WORK INSTRUCTION → The task calls for every line of the data to be repeated exactly.

Saved entries →
● ● ● ● ●
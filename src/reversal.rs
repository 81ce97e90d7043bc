//! Rollback: restoring the last legal state.
//!
//! A checkpoint is taken before an action chain begins. An illegal action,
//! or one discovered illegal mid-execution (including after partial cost
//! payment), restores the checkpoint wholesale. Because restoration
//! replaces the state rather than un-executing events, no triggered effect
//! fires from the rollback and no replacement effect can intercept it. If
//! no checkpoint exists, the current state is the baseline.

use crate::game_state::GameState;
use crate::trigger::TriggerQueue;

/// A saved point to restore to.
#[derive(Debug, Clone)]
struct Checkpoint {
    game: GameState,
    queue: TriggerQueue,
}

/// Manages the single rollback point of an action chain.
#[derive(Debug, Clone, Default)]
pub struct ReversalManager {
    checkpoint: Option<Box<Checkpoint>>,
}

impl ReversalManager {
    pub fn new() -> Self {
        Self::default()
    }

    /// Save a checkpoint before starting an action chain.
    pub fn save(&mut self, game: &GameState, queue: &TriggerQueue) {
        self.checkpoint = Some(Box::new(Checkpoint {
            game: game.clone(),
            queue: queue.clone(),
        }));
    }

    pub fn has_checkpoint(&self) -> bool {
        self.checkpoint.is_some()
    }

    /// Restore the checkpoint, if one exists. Returns true on restoration;
    /// false means the current state remains the baseline.
    pub fn restore(&mut self, game: &mut GameState, queue: &mut TriggerQueue) -> bool {
        match self.checkpoint.take() {
            Some(checkpoint) => {
                *game = checkpoint.game;
                *queue = checkpoint.queue;
                true
            }
            None => false,
        }
    }

    /// Drop the checkpoint after the action completes legally.
    pub fn clear(&mut self) {
        self.checkpoint = None;
    }
}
● ● ● ● ●
SOLUTION FOR THIS EXERCISE →
filename src/reversal.rs
repository 81ce97e90d7043bc
//! Rollback: restoring the last legal state.
//!
//! A checkpoint is taken before an action chain begins. An illegal action,
//! or one discovered illegal mid-execution (including after partial cost
//! payment), restores the checkpoint wholesale. Because restoration
//! replaces the state rather than un-executing events, no triggered effect
//! fires from the rollback and no replacement effect can intercept it. If
//! no checkpoint exists, the current state is the baseline.

use crate::game_state::GameState;
use crate::trigger::TriggerQueue;

/// A saved point to restore to.
#[derive(Debug, Clone)]
struct Checkpoint {
    game: GameState,
    queue: TriggerQueue,
}

/// Manages the single rollback point of an action chain.
#[derive(Debug, Clone, Default)]
pub struct ReversalManager {
    checkpoint: Option<Box<Checkpoint>>,
}

impl ReversalManager {
    pub fn new() -> Self {
        Self::default()
    }

    /// Save a checkpoint before starting an action chain.
    pub fn save(&mut self, game: &GameState, queue: &TriggerQueue) {
        self.checkpoint = Some(Box::new(Checkpoint {
            game: game.clone(),
            queue: queue.clone(),
        }));
    }

    pub fn has_checkpoint(&self) -> bool {
        self.checkpoint.is_some()
    }

    /// Restore the checkpoint, if one exists. Returns true on restoration;
    /// false means the current state remains the baseline.
    pub fn restore(&mut self, game: &mut GameState, queue: &mut TriggerQueue) -> bool {
        match self.checkpoint.take() {
            Some(checkpoint) => {
                *game = checkpoint.game;
                *queue = checkpoint.queue;
                true
            }
            None => false,
        }
    }

    /// Drop the checkpoint after the action completes legally.
    pub fn clear(&mut self) {
        self.checkpoint = None;
    }
}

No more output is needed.